THE RECORDS: Begin

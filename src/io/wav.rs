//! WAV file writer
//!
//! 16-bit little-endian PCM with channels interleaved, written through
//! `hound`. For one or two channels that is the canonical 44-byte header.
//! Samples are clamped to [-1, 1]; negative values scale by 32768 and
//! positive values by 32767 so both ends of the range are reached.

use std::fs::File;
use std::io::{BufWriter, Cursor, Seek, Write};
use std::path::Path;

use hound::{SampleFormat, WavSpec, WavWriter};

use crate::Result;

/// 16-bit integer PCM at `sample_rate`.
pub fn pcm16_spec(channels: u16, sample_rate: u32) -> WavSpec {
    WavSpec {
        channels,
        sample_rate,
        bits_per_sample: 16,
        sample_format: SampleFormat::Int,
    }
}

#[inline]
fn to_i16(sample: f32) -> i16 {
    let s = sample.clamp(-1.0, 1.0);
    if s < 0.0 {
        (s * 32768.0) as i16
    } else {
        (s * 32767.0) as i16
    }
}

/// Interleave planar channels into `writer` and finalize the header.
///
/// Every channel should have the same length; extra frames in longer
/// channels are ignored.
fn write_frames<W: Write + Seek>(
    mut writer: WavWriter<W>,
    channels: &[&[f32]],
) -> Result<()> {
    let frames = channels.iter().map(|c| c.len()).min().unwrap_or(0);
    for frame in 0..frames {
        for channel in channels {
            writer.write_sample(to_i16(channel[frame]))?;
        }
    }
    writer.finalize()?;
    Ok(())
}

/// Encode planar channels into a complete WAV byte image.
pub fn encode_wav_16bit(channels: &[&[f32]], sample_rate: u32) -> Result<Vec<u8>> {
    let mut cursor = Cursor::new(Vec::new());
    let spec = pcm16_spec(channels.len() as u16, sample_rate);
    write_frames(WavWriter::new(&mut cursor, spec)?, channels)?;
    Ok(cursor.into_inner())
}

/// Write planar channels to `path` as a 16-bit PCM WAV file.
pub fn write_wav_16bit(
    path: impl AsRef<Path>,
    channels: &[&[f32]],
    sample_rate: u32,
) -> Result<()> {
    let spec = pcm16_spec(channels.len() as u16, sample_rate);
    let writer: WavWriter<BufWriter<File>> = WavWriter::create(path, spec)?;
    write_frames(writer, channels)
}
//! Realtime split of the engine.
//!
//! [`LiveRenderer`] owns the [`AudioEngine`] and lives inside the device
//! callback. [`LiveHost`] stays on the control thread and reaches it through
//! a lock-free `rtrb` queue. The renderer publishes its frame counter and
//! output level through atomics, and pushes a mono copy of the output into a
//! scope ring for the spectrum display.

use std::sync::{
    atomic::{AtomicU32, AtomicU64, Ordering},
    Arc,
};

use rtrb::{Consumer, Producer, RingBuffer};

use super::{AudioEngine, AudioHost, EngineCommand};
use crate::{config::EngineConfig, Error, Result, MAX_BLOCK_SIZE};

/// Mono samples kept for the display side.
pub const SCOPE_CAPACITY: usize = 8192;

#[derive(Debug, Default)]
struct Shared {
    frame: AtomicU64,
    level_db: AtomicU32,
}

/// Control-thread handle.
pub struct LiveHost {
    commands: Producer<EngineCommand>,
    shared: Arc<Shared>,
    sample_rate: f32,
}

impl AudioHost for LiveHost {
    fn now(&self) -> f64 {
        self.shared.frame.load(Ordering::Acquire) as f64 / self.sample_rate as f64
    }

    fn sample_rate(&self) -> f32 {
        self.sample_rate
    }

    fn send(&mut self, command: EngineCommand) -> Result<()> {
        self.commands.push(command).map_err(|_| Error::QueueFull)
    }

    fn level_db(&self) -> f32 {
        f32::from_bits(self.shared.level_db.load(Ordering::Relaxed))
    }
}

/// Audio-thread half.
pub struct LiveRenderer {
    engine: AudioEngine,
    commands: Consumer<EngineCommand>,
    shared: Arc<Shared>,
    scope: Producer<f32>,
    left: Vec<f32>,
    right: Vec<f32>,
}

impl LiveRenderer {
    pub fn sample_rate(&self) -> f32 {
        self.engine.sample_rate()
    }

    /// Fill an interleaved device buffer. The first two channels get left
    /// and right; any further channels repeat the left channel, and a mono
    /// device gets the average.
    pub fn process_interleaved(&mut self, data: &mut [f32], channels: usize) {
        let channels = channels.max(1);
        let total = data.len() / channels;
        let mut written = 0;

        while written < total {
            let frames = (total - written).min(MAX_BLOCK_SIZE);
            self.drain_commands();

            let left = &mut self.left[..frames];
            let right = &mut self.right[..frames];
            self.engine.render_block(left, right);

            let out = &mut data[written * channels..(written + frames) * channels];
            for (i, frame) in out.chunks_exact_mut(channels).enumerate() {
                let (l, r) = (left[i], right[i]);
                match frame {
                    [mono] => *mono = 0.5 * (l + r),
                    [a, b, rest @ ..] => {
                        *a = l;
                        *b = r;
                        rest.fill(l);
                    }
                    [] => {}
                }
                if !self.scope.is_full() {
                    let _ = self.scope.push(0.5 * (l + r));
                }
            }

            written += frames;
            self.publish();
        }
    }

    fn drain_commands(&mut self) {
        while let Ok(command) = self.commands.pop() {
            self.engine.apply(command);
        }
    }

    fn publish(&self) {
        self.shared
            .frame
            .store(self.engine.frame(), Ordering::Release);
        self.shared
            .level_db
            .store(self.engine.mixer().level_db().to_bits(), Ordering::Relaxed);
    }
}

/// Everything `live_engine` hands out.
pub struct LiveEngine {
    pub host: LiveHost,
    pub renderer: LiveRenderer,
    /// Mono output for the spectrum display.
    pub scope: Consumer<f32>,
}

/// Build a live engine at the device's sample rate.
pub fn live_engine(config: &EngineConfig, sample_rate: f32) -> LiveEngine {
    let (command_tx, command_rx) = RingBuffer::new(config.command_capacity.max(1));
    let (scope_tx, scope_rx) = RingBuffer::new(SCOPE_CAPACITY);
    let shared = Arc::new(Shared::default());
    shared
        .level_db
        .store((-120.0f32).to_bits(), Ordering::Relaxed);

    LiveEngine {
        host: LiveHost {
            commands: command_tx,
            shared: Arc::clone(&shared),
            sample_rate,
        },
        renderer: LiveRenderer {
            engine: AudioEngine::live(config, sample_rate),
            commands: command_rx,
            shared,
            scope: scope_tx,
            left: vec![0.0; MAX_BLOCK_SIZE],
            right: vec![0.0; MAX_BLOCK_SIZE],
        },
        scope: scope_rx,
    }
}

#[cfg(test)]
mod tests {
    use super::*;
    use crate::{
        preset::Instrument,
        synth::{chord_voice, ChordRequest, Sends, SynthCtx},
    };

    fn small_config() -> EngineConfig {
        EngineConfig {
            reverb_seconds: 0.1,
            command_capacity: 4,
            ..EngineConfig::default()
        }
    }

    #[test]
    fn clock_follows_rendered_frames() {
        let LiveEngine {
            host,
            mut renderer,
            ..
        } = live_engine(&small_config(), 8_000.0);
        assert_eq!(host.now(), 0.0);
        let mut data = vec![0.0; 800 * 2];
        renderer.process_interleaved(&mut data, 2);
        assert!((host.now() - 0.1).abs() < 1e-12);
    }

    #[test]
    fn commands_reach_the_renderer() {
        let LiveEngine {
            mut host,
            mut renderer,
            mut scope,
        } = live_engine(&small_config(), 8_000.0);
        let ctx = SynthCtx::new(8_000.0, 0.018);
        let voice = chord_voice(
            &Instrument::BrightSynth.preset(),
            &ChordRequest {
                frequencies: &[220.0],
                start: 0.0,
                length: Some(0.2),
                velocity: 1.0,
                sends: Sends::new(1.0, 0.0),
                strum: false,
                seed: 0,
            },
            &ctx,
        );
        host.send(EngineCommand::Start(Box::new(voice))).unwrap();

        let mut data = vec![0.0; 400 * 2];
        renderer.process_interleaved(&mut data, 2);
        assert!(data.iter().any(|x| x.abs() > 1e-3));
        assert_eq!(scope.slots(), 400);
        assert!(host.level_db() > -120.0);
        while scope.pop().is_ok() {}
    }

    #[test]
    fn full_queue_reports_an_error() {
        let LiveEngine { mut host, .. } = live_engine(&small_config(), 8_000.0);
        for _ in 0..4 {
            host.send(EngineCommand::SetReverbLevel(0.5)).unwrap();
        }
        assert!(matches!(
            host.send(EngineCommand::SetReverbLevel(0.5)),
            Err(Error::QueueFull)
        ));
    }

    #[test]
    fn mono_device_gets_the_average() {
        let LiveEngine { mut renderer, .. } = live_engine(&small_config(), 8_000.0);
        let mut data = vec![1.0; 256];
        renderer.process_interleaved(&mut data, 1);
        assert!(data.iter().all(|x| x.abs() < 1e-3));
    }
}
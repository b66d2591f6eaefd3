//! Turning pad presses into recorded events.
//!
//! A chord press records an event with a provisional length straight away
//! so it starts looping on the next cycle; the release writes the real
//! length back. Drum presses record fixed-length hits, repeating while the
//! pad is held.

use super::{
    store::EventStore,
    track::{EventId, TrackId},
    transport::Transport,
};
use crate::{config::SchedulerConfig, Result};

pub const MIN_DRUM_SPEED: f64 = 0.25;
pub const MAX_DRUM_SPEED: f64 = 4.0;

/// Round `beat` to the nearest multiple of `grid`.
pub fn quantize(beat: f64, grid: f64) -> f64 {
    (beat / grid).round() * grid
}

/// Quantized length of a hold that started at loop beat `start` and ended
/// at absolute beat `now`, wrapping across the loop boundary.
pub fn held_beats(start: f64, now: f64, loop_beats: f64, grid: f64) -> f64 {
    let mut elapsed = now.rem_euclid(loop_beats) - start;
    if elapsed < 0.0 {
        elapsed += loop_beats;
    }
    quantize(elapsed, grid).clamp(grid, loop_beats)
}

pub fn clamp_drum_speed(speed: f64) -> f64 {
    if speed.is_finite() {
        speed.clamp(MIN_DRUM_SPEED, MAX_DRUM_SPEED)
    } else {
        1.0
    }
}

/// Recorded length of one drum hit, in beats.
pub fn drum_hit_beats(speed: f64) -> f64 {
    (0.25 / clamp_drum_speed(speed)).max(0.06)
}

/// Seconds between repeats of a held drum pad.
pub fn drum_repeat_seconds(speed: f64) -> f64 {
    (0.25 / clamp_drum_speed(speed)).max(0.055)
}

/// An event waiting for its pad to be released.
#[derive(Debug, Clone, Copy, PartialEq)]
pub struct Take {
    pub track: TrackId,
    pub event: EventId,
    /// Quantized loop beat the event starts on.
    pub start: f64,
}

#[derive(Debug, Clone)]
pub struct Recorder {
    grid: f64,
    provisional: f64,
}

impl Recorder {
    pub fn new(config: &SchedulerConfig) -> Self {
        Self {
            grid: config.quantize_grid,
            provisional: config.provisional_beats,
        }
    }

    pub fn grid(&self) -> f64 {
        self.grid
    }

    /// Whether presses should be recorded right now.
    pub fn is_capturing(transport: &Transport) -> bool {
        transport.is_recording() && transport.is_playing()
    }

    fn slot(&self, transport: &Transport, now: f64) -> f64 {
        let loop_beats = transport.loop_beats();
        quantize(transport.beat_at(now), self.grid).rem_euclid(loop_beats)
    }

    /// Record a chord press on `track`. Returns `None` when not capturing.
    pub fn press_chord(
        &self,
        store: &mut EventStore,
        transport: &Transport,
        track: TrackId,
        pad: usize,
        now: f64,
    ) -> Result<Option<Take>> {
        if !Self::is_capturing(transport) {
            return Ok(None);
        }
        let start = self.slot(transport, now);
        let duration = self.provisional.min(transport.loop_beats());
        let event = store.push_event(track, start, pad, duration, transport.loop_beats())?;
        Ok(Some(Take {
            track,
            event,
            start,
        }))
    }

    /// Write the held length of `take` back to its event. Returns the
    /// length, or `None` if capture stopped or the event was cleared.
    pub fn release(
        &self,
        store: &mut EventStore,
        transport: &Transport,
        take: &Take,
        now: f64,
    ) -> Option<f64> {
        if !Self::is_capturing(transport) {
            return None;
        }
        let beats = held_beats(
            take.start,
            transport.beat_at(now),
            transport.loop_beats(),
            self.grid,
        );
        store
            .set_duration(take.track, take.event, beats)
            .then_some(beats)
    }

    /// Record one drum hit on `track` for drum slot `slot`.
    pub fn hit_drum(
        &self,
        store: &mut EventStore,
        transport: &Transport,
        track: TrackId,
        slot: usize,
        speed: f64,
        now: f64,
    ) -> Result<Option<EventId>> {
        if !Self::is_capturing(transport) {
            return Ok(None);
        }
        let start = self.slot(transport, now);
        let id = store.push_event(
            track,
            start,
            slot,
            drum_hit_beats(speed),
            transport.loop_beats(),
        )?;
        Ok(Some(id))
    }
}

THE RECORDS: End

**WORK ORDER**
Based on the entries above, please state how many lines include "load", leaving out everything else.

**REPLY**
2